Our core belief is that sustainability is critical to long-term investment. Only companies that are sustainable in the way they do business can have sustainable competitive advantages and generate long-term sustainable returns.
We set out the key pillars of our own internal ESG framework in our January 2020 Investment Insight Our Roadmap for Sustainable Investing. This framework is vital from both a business and an ethical perspective as different stakeholders increasingly ask investors to put ESG considerations to the forefront of investment decisions. In our January 2021 Investment Insight Sustainability³ – Reflections on a Year of ESG Implementation, we discussed how we had put this framework into action. Together, they provide a comprehensive overview of how we have integrated ESG into our investment approach.
Going forward we intend to publish a series of follow-up Investment Insights taking a deeper look at some of the key sustainability issues affecting our investments and bringing to life some of the complexities that this work entails.
The problem: Feeding the world sustainably
One of perhaps the most complex challenges facing the world in the decades ahead is how to continue feeding an ever-expanding population whilst attenuating the environmental impact of global food production and the constraints that the food & beverage (F&B) industry is already pushing against.
Agricultural production uses 70% of the world’s freshwater supply and 50% of the total habitable land. The global food system as a whole (including agriculture, processing, manufacturing and distribution) is responsible for up to 30% of global greenhouse gas (GHG) emissions. Despite this significant drain on the planet’s limited resources, the global food system is still unable to feed and nourish the current population. It is estimated that over 800 million people are hungry and that one in three people on the planet suffers from diet-related malnutrition. At the same time, over 650 million people are classified as obese, with diet-related chronic illnesses like cancer and heart disease among the leading causes of death globally.
Animal-based diets are a key source of the problem. Three-quarters of the world’s agricultural land is used for the rearing of livestock through a combination of grazing land and land used for the production of animal feed. Beef is one of the biggest contributors of methane emissions due to cattle belching. And the production of beef, pork and chicken respectively uses nine, four and three times as much water per kilogram of meat as the production of cereal does. Yet despite this drain on resources, animal products only supply 17% of global calories consumed and 33% of global protein intake.
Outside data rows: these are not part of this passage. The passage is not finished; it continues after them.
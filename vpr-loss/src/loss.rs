use crate::{broadcast_query_distances, split_tuples, ShapeError};
use itertools::izip;
use log::debug;
use ndarray::{Array1, ArrayView1, ArrayView2};

/// Selects the close-pair penalty of the margin regression loss.
///
/// All variants share the same relevance-weighted structure; only the term
/// applied to relevant (geographically close or high-overlap) pairs differs.
#[derive(Debug, Clone, Copy, PartialEq, Eq)]
pub enum LossKind {
    /// Squared error `(target - distance)²` on relevant pairs.
    MseMargin,
    /// Huber penalty on relevant pairs: quadratic within `delta` of the
    /// target, linear beyond it. Robust to outlier target distances at the
    /// cost of non-smoothness at the threshold.
    HuberMargin,
    /// Same arithmetic as [`LossKind::MseMargin`], for batches supervised by
    /// view overlap: the caller derives `target` as `1 - IoU` and `relevance`
    /// as the IoU itself, so supervision strength grows with visual overlap.
    /// See [`overlap_targets`](crate::overlap_targets).
    IouMargin,
}

/// The scalar loss of a batch along with the per-pair embedding distances it
/// was computed from. The distances are the quantity downstream logging and
/// correlation plots consume.
#[derive(Debug, Clone, PartialEq)]
pub struct LossOutput {
    /// Sum of the per-pair penalties over the whole batch.
    pub loss: f64,
    /// One query-to-reference distance per non-query column, in column order.
    pub distances: Array1<f64>,
}

/// Contains the configuration parameters of the tuple margin regression loss.
///
/// The defaults mirror common place-recognition training setups: a 25 meter
/// margin (the positive-distance threshold of the dataset), a Huber threshold
/// of 2.5, and a stability epsilon of `1e-6` inside the distance root.
///
/// ```
/// use ndarray::array;
/// use vpr_loss::{LossKind, TupleLoss};
///
/// let loss = TupleLoss::new(LossKind::MseMargin).margin(1.0);
/// let total = loss
///     .regression_loss(
///         array![5.0, 0.0].view(),
///         array![5.0, 0.0].view(),
///         array![1.0, 0.0].view(),
///     )
///     .unwrap();
/// // The relevant pair matches its target exactly; the irrelevant pair sits
/// // a full margin short of separation and pays 0.5 * 1².
/// assert!((total - 0.5).abs() < 1e-12);
/// ```
#[derive(Debug, Clone, Copy, PartialEq)]
pub struct TupleLoss {
    /// Minimum desired embedding distance for irrelevant pairs. Pairs at or
    /// beyond the margin incur no penalty.
    pub margin: f64,
    /// Huber threshold used by [`LossKind::HuberMargin`].
    pub delta: f64,
    /// Stability constant added under the distance square root.
    pub epsilon: f64,
    /// The close-pair penalty variant.
    pub kind: LossKind,
}

impl Default for TupleLoss {
    fn default() -> Self {
        Self {
            margin: 25.0,
            delta: 2.5,
            epsilon: 1e-6,
            kind: LossKind::MseMargin,
        }
    }
}

impl TupleLoss {
    /// Creates a `TupleLoss` of the given kind with default parameters.
    pub fn new(kind: LossKind) -> Self {
        Self {
            kind,
            ..Default::default()
        }
    }

    /// Set the margin, in the same units as the target distances.
    ///
    /// Default is `25.0`.
    #[must_use]
    pub fn margin(self, margin: f64) -> Self {
        Self { margin, ..self }
    }

    /// Set the Huber threshold.
    ///
    /// Default is `2.5`.
    #[must_use]
    pub fn delta(self, delta: f64) -> Self {
        Self { delta, ..self }
    }

    /// Set the epsilon added under the distance square root.
    ///
    /// Default is `1e-6`.
    #[must_use]
    pub fn epsilon(self, epsilon: f64) -> Self {
        Self { epsilon, ..self }
    }

    /// Regresses embedding distances against target distances.
    ///
    /// Each pair contributes the relevance-weighted combination
    /// `relevance · close(target, distance) + (1 - relevance) · 0.5 · max(margin - distance, 0)²`
    /// and the batch loss is the sum over all pairs. The far term is clamped
    /// at zero before squaring, so negatives separated beyond the margin
    /// contribute nothing.
    ///
    /// # Errors
    ///
    /// Returns [`ShapeError::LengthMismatch`] when the three vectors disagree
    /// in length.
    pub fn regression_loss(
        &self,
        distances: ArrayView1<f64>,
        targets: ArrayView1<f64>,
        relevance: ArrayView1<f64>,
    ) -> Result<f64, ShapeError> {
        if distances.len() != targets.len() {
            return Err(ShapeError::LengthMismatch {
                left: distances.len(),
                right: targets.len(),
            });
        }
        if distances.len() != relevance.len() {
            return Err(ShapeError::LengthMismatch {
                left: distances.len(),
                right: relevance.len(),
            });
        }
        let total = izip!(distances.iter(), targets.iter(), relevance.iter())
            .map(|(&distance, &target, &relevance)| {
                let short = (self.margin - distance).max(0.0);
                relevance * self.close_term(distance, target)
                    + (1.0 - relevance) * 0.5 * short * short
            })
            .sum();
        Ok(total)
    }

    /// Runs the whole engine on one batch: validates the tuple structure,
    /// computes the query-to-reference distances, and regresses them against
    /// the targets. Returns the scalar loss together with the distances for
    /// downstream logging.
    ///
    /// # Errors
    ///
    /// Returns a [`ShapeError`] from [`split_tuples`] on a malformed batch, or
    /// [`ShapeError::LengthMismatch`] when `targets` or `relevance` do not
    /// have one entry per non-query column.
    pub fn forward(
        &self,
        embeddings: ArrayView2<f64>,
        labels: ArrayView1<f64>,
        targets: ArrayView1<f64>,
        relevance: ArrayView1<f64>,
    ) -> Result<LossOutput, ShapeError> {
        let split = split_tuples(embeddings, labels)?;
        let distances = broadcast_query_distances(embeddings, &split, self.epsilon);
        let loss = self.regression_loss(distances.view(), targets, relevance)?;
        debug!(
            "batch of {} tuples (stride {}): loss {}",
            split.num_tuples(),
            split.tuple_size,
            loss
        );
        Ok(LossOutput { loss, distances })
    }

    // The penalty applied to relevant pairs. The Huber threshold applies per
    // pair, never to the batch as a whole.
    fn close_term(&self, distance: f64, target: f64) -> f64 {
        let residual = target - distance;
        match self.kind {
            LossKind::MseMargin | LossKind::IouMargin => residual * residual,
            LossKind::HuberMargin => {
                if residual.abs() <= self.delta {
                    residual * residual
                } else {
                    // Continuous with the quadratic branch at |residual| == delta.
                    self.delta * (2.0 * residual.abs() - self.delta)
                }
            }
        }
    }
}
The challenge will become ever greater in the years ahead. Over the next three decades, food demand is expected to increase by up to 70% as the global population increases from seven billion today to over nine billion and increasing income levels and expectations drive changes in dietary habits. Meeting this increased demand sustainably is one of our greatest challenges today. The alternative is grim: if we continue with ‘business as usual’, we could need up to 65% more farmland and irrigation water, increasing agriculture related GHG emissions by over 85%. It is therefore no surprise that climate policies are exploring ways to promote plant-based diets. For instance, the European Union’s ‘Green Deal’ will include EUR 10 billion for the ‘Farm to Fork’ strategy, which seeks to foster sustainable food production practices.